**Work instruction**
In the listing below, find each line with the string "admin" and report it.

**Supplied records**

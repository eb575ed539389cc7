//! Discovery service entry point
//!
//! Default port: 8081

use std::sync::Arc;

use actix_web::{web, App, HttpServer};
use tracing::info;

use vod_core::config::{AuthConfig, ConfigLoader, DatabaseConfig, ServiceConfig};
use vod_discovery::admin::AdminService;
use vod_discovery::catalog::CatalogQueryService;
use vod_discovery::repository::{
    PostgresCatalogRepository, PostgresShelfRepository, PostgresWatchStatsRepository,
};
use vod_discovery::search::SearchService;
use vod_discovery::server::{configure_routes, DiscoveryState};
use vod_discovery::shelves::ShelfBrowseService;

#[actix_web::main]
async fn main() -> anyhow::Result<()> {
    dotenvy::dotenv().ok();

    tracing_subscriber::fmt()
        .with_env_filter(
            tracing_subscriber::EnvFilter::try_from_default_env()
                .unwrap_or_else(|_| tracing_subscriber::EnvFilter::new("info")),
        )
        .json()
        .init();

    let service_config = ServiceConfig::from_env_with_default_port(8081)?;
    let database_config = DatabaseConfig::from_env()?;
    let auth_config = AuthConfig::from_env()?;

    let pool = vod_core::database::connect(&database_config).await?;

    let catalog_repo = Arc::new(PostgresCatalogRepository::new(pool.clone()));
    let shelf_repo = Arc::new(PostgresShelfRepository::new(pool.clone()));
    let stats_repo = Arc::new(PostgresWatchStatsRepository::new(pool.clone()));

    let state = web::Data::new(DiscoveryState {
        catalog: Arc::new(CatalogQueryService::new(
            catalog_repo.clone(),
            stats_repo.clone(),
        )),
        search: Arc::new(SearchService::new(catalog_repo.clone())),
        shelves: Arc::new(ShelfBrowseService::new(
            shelf_repo.clone(),
            catalog_repo.clone(),
        )),
        admin: Arc::new(AdminService::new(catalog_repo, shelf_repo)),
        jwt_secret: auth_config.jwt_secret,
        pool: Some(pool),
    });

    let bind_addr = service_config.bind_address();
    info!(host = %bind_addr.0, port = bind_addr.1, "discovery service starting");

    HttpServer::new(move || {
        App::new()
            .app_data(state.clone())
            .configure(configure_routes)
            .wrap(actix_web::middleware::Logger::default())
    })
    .workers(service_config.workers)
    .bind(bind_addr)?
    .run()
    .await?;

    Ok(())
}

**Reply**
use vod_discovery::admin::AdminService;
        admin: Arc::new(AdminService::new(catalog_repo, shelf_repo)),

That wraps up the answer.